Eye of newt, and toe of frog,
Wool of bat, and tongue of dog.
Wool of bat, and tongue of dog.
About This Quote
These lines are spoken by the Weird Sisters (the witches) in William Shakespeare’s tragedy *Macbeth* during their incantation over a boiling cauldron. The scene occurs after Macbeth has become king through murder and is increasingly desperate for supernatural guidance to secure his power. In the witches’ cavern, they concoct a grotesque “charm of powerful trouble,” adding repellent ingredients as part of a ritual meant to summon apparitions and deliver prophecies. The chant’s sing-song rhythm and catalog of animal parts heighten the atmosphere of dark magic and moral inversion that surrounds Macbeth’s unraveling.
Interpretation
The couplet exemplifies how *Macbeth* links unnatural acts with political and moral disorder. The witches’ recipe—made of scavenged, distorted fragments of nature—suggests a world where boundaries are violated and the ordinary is perverted into something ominous. Its nursery-rhyme cadence is unsettling: the playful sound contrasts with the gruesome content, reinforcing the witches’ deceptive allure and the danger of taking their words at face value.

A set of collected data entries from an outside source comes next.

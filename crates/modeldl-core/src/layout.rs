//! File Layout: canonical on-disk paths, staging directories, atomic moves
//! and disk-space queries (spec §4.2).

use crate::config::PathsConfig;
use crate::identity::{generate_model_id, generate_model_id_from_str};
use crate::models::{Backend, ModelInfo, RepositoryId};
use crate::{DownloadError, Result};
use chrono::Utc;
use std::collections::HashMap;
use std::path::{Path, PathBuf};
use sysinfo::Disks;
use tracing::{debug, warn};
use walkdir::WalkDir;

const ALL_BACKENDS: [Backend; 4] = [Backend::Mlx, Backend::Gguf, Backend::Coreml, Backend::Remote];

/// Owns the `models` and `temp` roots; every mutator that touches either
/// tree goes through this type (spec §5: shared resources are process-scoped
/// and serialized by File Layout).
#[derive(Debug, Clone)]
pub struct FileLayout {
    models_root: PathBuf,
    temp_root: PathBuf,
}

impl FileLayout {
    pub fn new(models_root: impl Into<PathBuf>, temp_root: impl Into<PathBuf>) -> Self {
        Self {
            models_root: models_root.into(),
            temp_root: temp_root.into(),
        }
    }

    pub fn models_root(&self) -> &Path {
        &self.models_root
    }

    pub fn temp_root(&self) -> &Path {
        &self.temp_root
    }

    /// `<models>/<backend>/<sanitized-repoId>`.
    pub fn model_directory(&self, repo_id: &RepositoryId, backend: Backend) -> PathBuf {
        self.models_root
            .join(backend.dir_name())
            .join(repo_id.sanitized())
    }

    /// `<temp>/<sanitized-repoId>`.
    pub fn temporary_directory(&self, repo_id: &RepositoryId) -> PathBuf {
        self.temp_root.join(repo_id.sanitized())
    }

    /// Atomically promote a completed staging directory into its canonical
    /// location and write the `model_info.json` sidecar.
    ///
    /// Observers see either the prior contents (possibly absent) or the
    /// complete new tree — never a partial one — because assembly finishes
    /// entirely inside `from` before the single rename.
    pub fn finalize_download(
        &self,
        repo_id: &RepositoryId,
        name: &str,
        backend: Backend,
        from: &Path,
        total_size: u64,
    ) -> Result<ModelInfo> {
        let destination = self.model_directory(repo_id, backend);

        if let Some(parent) = destination.parent() {
            std::fs::create_dir_all(parent).map_err(|e| DownloadError::io_with_path(e, parent))?;
        }

        if destination.exists() {
            std::fs::remove_dir_all(&destination)
                .map_err(|e| DownloadError::io_with_path(e, destination.clone()))?;
        }

        self.move_dir(from, &destination)?;

        let mut metadata = HashMap::new();
        metadata.insert("repositoryId".to_string(), repo_id.to_string());
        metadata.insert("source".to_string(), "huggingface".to_string());
        metadata.insert("downloadType".to_string(), "repository-based".to_string());

        let info = ModelInfo {
            id: generate_model_id(repo_id),
            name: name.to_string(),
            backend,
            location: destination.clone(),
            total_size,
            download_date: Utc::now(),
            metadata,
        };

        let sidecar = destination.join(PathsConfig::MODEL_INFO_FILENAME);
        crate::metadata::atomic_write_json(&sidecar, &info, false)?;

        Ok(info)
    }

    /// Rename `from` to `to`; falls back to recursive copy+remove when the
    /// two paths live on different volumes (`rename` returns `EXDEV`).
    fn move_dir(&self, from: &Path, to: &Path) -> Result<()> {
        match std::fs::rename(from, to) {
            Ok(()) => Ok(()),
            Err(e) if e.raw_os_error() == Some(libc_exdev()) => {
                // Cross-volume: stage the copy in a sibling of the destination
                // so the rename at the end is still atomic to observers.
                let sibling = to.with_extension("finalize-tmp");
                if sibling.exists() {
                    std::fs::remove_dir_all(&sibling).ok();
                }
                copy_dir_recursive(from, &sibling)?;
                std::fs::rename(&sibling, to)
                    .map_err(|e| DownloadError::io_with_path(e, to.to_path_buf()))?;
                std::fs::remove_dir_all(from).ok();
                Ok(())
            }
            Err(e) => Err(DownloadError::io_with_path(e, to.to_path_buf())),
        }
    }

    /// Enumerate finalized models across all backend directories. Recovers
    /// from a missing sidecar (crash between move and sidecar write) by
    /// synthesizing and persisting one.
    pub fn list_downloaded_models(&self) -> Result<Vec<ModelInfo>> {
        let mut models = Vec::new();

        for backend in ALL_BACKENDS {
            let backend_dir = self.models_root.join(backend.dir_name());
            if !backend_dir.is_dir() {
                continue;
            }

            for entry in std::fs::read_dir(&backend_dir)
                .map_err(|e| DownloadError::io_with_path(e, backend_dir.clone()))?
            {
                let entry = entry.map_err(|e| DownloadError::io_with_path(e, backend_dir.clone()))?;
                if !entry.file_type().map(|t| t.is_dir()).unwrap_or(false) {
                    continue;
                }

                let dir = entry.path();
                let sidecar = dir.join(PathsConfig::MODEL_INFO_FILENAME);

                match crate::metadata::atomic_read_json::<ModelInfo>(&sidecar)? {
                    Some(info) => models.push(info),
                    None => {
                        warn!("missing sidecar for {}, synthesizing", dir.display());
                        let dirname = dir
                            .file_name()
                            .map(|n| n.to_string_lossy().to_string())
                            .unwrap_or_default();
                        let total_size = dir_size(&dir);
                        let mut metadata = HashMap::new();
                        metadata.insert("repositoryId".to_string(), dirname.clone());
                        metadata.insert("source".to_string(), "huggingface".to_string());
                        metadata.insert("downloadType".to_string(), "repository-based".to_string());

                        let info = ModelInfo {
                            id: generate_model_id_from_str(&dirname),
                            name: dirname,
                            backend,
                            location: dir.clone(),
                            total_size,
                            download_date: Utc::now(),
                            metadata,
                        };
                        crate::metadata::atomic_write_json(&sidecar, &info, false)?;
                        models.push(info);
                    }
                }
            }
        }

        Ok(models)
    }

    pub fn model_exists(&self, repo_id: &RepositoryId) -> bool {
        ALL_BACKENDS
            .iter()
            .any(|b| self.model_directory(repo_id, *b).is_dir())
    }

    /// Remove every backend's copy of `repoId`; idempotent.
    pub fn delete_model(&self, repo_id: &RepositoryId) -> Result<()> {
        for backend in ALL_BACKENDS {
            let dir = self.model_directory(repo_id, backend);
            if dir.is_dir() {
                std::fs::remove_dir_all(&dir).map_err(|e| DownloadError::io_with_path(e, dir))?;
            }
        }
        Ok(())
    }

    pub fn get_model_location(&self, repo_id: &RepositoryId) -> Option<PathBuf> {
        ALL_BACKENDS
            .iter()
            .map(|b| self.model_directory(repo_id, *b))
            .find(|d| d.is_dir())
    }

    pub fn get_model_files(&self, repo_id: &RepositoryId) -> Vec<PathBuf> {
        let Some(dir) = self.get_model_location(repo_id) else {
            return Vec::new();
        };
        WalkDir::new(&dir)
            .into_iter()
            .filter_map(|e| e.ok())
            .filter(|e| e.file_type().is_file())
            .map(|e| e.path().to_path_buf())
            .collect()
    }

    pub fn get_model_size(&self, repo_id: &RepositoryId) -> Option<u64> {
        self.get_model_location(repo_id).map(|dir| dir_size(&dir))
    }

    /// Disk space available on the volume containing `models_root`.
    pub fn available_disk_space(&self) -> Result<u64> {
        let disks = Disks::new_with_refreshed_list();
        let path_str = self.models_root.to_string_lossy();

        let mut best: Option<(&sysinfo::Disk, usize)> = None;
        for disk in disks.list() {
            let mount = disk.mount_point().to_string_lossy();
            if path_str.starts_with(mount.as_ref()) {
                let len = mount.len();
                if best.map_or(true, |(_, l)| len > l) {
                    best = Some((disk, len));
                }
            }
        }

        if let Some((disk, _)) = best {
            return Ok(disk.available_space());
        }
        disks
            .list()
            .first()
            .map(|d| d.available_space())
            .ok_or_else(|| DownloadError::Other("could not determine disk space".to_string()))
    }

    pub fn has_enough_space(&self, required: u64) -> Result<bool> {
        Ok(self.available_disk_space()? >= required)
    }

    /// Remove every staging subdirectory older than the grace period that
    /// isn't referenced by `active_repo_ids` (spec §4.2).
    pub fn cleanup_incomplete_downloads(&self, active_repo_ids: &[String]) -> Result<usize> {
        if !self.temp_root.is_dir() {
            return Ok(0);
        }
        let cutoff = std::time::SystemTime::now() - PathsConfig::STAGING_GRACE_PERIOD;
        let mut removed = 0;

        for entry in std::fs::read_dir(&self.temp_root)
            .map_err(|e| DownloadError::io_with_path(e, self.temp_root.clone()))?
        {
            let entry = entry.map_err(|e| DownloadError::io_with_path(e, self.temp_root.clone()))?;
            let path = entry.path();
            let name = entry.file_name().to_string_lossy().to_string();
            if active_repo_ids.contains(&name) {
                continue;
            }
            let Ok(metadata) = entry.metadata() else { continue };
            let Ok(modified) = metadata.modified() else { continue };
            if modified < cutoff {
                debug!("removing stale staging dir {}", path.display());
                std::fs::remove_dir_all(&path).ok();
                removed += 1;
            }
        }

        Ok(removed)
    }
}

fn dir_size(path: &Path) -> u64 {
    WalkDir::new(path)
        .into_iter()
        .filter_map(|e| e.ok())
        .filter(|e| e.file_type().is_file())
        .filter_map(|e| e.metadata().ok())
        .map(|m| m.len())
        .sum()
}

fn copy_dir_recursive(from: &Path, to: &Path) -> Result<()> {
    std::fs::create_dir_all(to).map_err(|e| DownloadError::io_with_path(e, to.to_path_buf()))?;
    for entry in WalkDir::new(from).min_depth(1) {
        let entry = entry.map_err(|e| DownloadError::Other(e.to_string()))?;
        let rel = entry.path().strip_prefix(from).unwrap();
        let target = to.join(rel);
        if entry.file_type().is_dir() {
            std::fs::create_dir_all(&target)
                .map_err(|e| DownloadError::io_with_path(e, target))?;
        } else {
            std::fs::copy(entry.path(), &target)
                .map_err(|e| DownloadError::io_with_path(e, target))?;
        }
    }
    Ok(())
}

#[cfg(unix)]
fn libc_exdev() -> i32 {
    libc::EXDEV
}

#[cfg(not(unix))]
fn libc_exdev() -> i32 {
    18 // EXDEV on Windows' errno-compatible layer
}

#[cfg(test)]
mod tests {
    use super::*;
    use tempfile::TempDir;

    fn layout() -> (TempDir, FileLayout) {
        let tmp = TempDir::new().unwrap();
        let layout = FileLayout::new(tmp.path().join("models"), tmp.path().join("temp"));
        (tmp, layout)
    }

    #[test]
    fn model_directory_uses_sanitized_repo_id() {
        let (_tmp, layout) = layout();
        let repo = RepositoryId::parse("mlx-community/Llama-3.2-1B-Instruct-4bit").unwrap();
        let dir = layout.model_directory(&repo, Backend::Mlx);
        assert!(dir.ends_with("mlx/mlx-community_Llama-3.2-1B-Instruct-4bit"));
    }

    #[test]
    fn finalize_then_model_exists_and_sidecar_round_trips() {
        let (_tmp, layout) = layout();
        let repo = RepositoryId::parse("unsloth/Qwen3-0.6B-GGUF").unwrap();

        let staging = layout.temporary_directory(&repo);
        std::fs::create_dir_all(&staging).unwrap();
        std::fs::write(staging.join("model.gguf"), vec![0u8; 128]).unwrap();

        let info = layout
            .finalize_download(&repo, repo.as_str(), Backend::Gguf, &staging, 128)
            .unwrap();

        assert!(layout.model_exists(&repo));
        assert_eq!(info.id, generate_model_id(&repo));
        assert_eq!(info.metadata.get("repositoryId").unwrap(), repo.as_str());

        let files = layout.get_model_files(&repo);
        assert!(files.iter().any(|f| f.ends_with("model.gguf")));
    }

    #[test]
    fn delete_model_is_idempotent() {
        let (_tmp, layout) = layout();
        let repo = RepositoryId::parse("org/model").unwrap();
        layout.delete_model(&repo).unwrap();
        layout.delete_model(&repo).unwrap();
    }

    #[test]
    fn list_downloaded_models_recovers_missing_sidecar() {
        let (_tmp, layout) = layout();
        let repo = RepositoryId::parse("acme/widget").unwrap();
        let dir = layout.model_directory(&repo, Backend::Remote);
        std::fs::create_dir_all(&dir).unwrap();
        std::fs::write(dir.join("payload.bin"), vec![1u8; 64]).unwrap();

        let models = layout.list_downloaded_models().unwrap();
        assert_eq!(models.len(), 1);
        assert!(models[0].total_size > 0);
        assert!(dir.join(PathsConfig::MODEL_INFO_FILENAME).exists());
    }

    #[test]
    fn cleanup_incomplete_downloads_preserves_active() {
        let (_tmp, layout) = layout();
        std::fs::create_dir_all(layout.temp_root().join("active_repo")).unwrap();
        let removed = layout
            .cleanup_incomplete_downloads(&["active_repo".to_string()])
            .unwrap();
        assert_eq!(removed, 0);
        assert!(layout.temp_root().join("active_repo").exists());
    }
}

Dramatically, the chant functions as a spellbinding prelude to prophecy, emphasizing that Macbeth’s pursuit of certainty will be mediated through ambiguity, manipulation, and the corrupting fascination of the supernatural.
Extended Quotation
Second Witch: Fillet of a fenny snake,
In the cauldron boil and bake;
Eye of newt, and toe of frog,
Wool of bat, and tongue of dog,
Adder's fork, and blind-worm's sting,
Lizard's leg, and owlet's wing,
For a charm of powerful trouble,
Like a hell-broth boil and bubble.
All: Double, double toil and trouble;
Fire burn, and cauldron bubble.
Source
William Shakespeare, *Macbeth*, Act 4, Scene 1.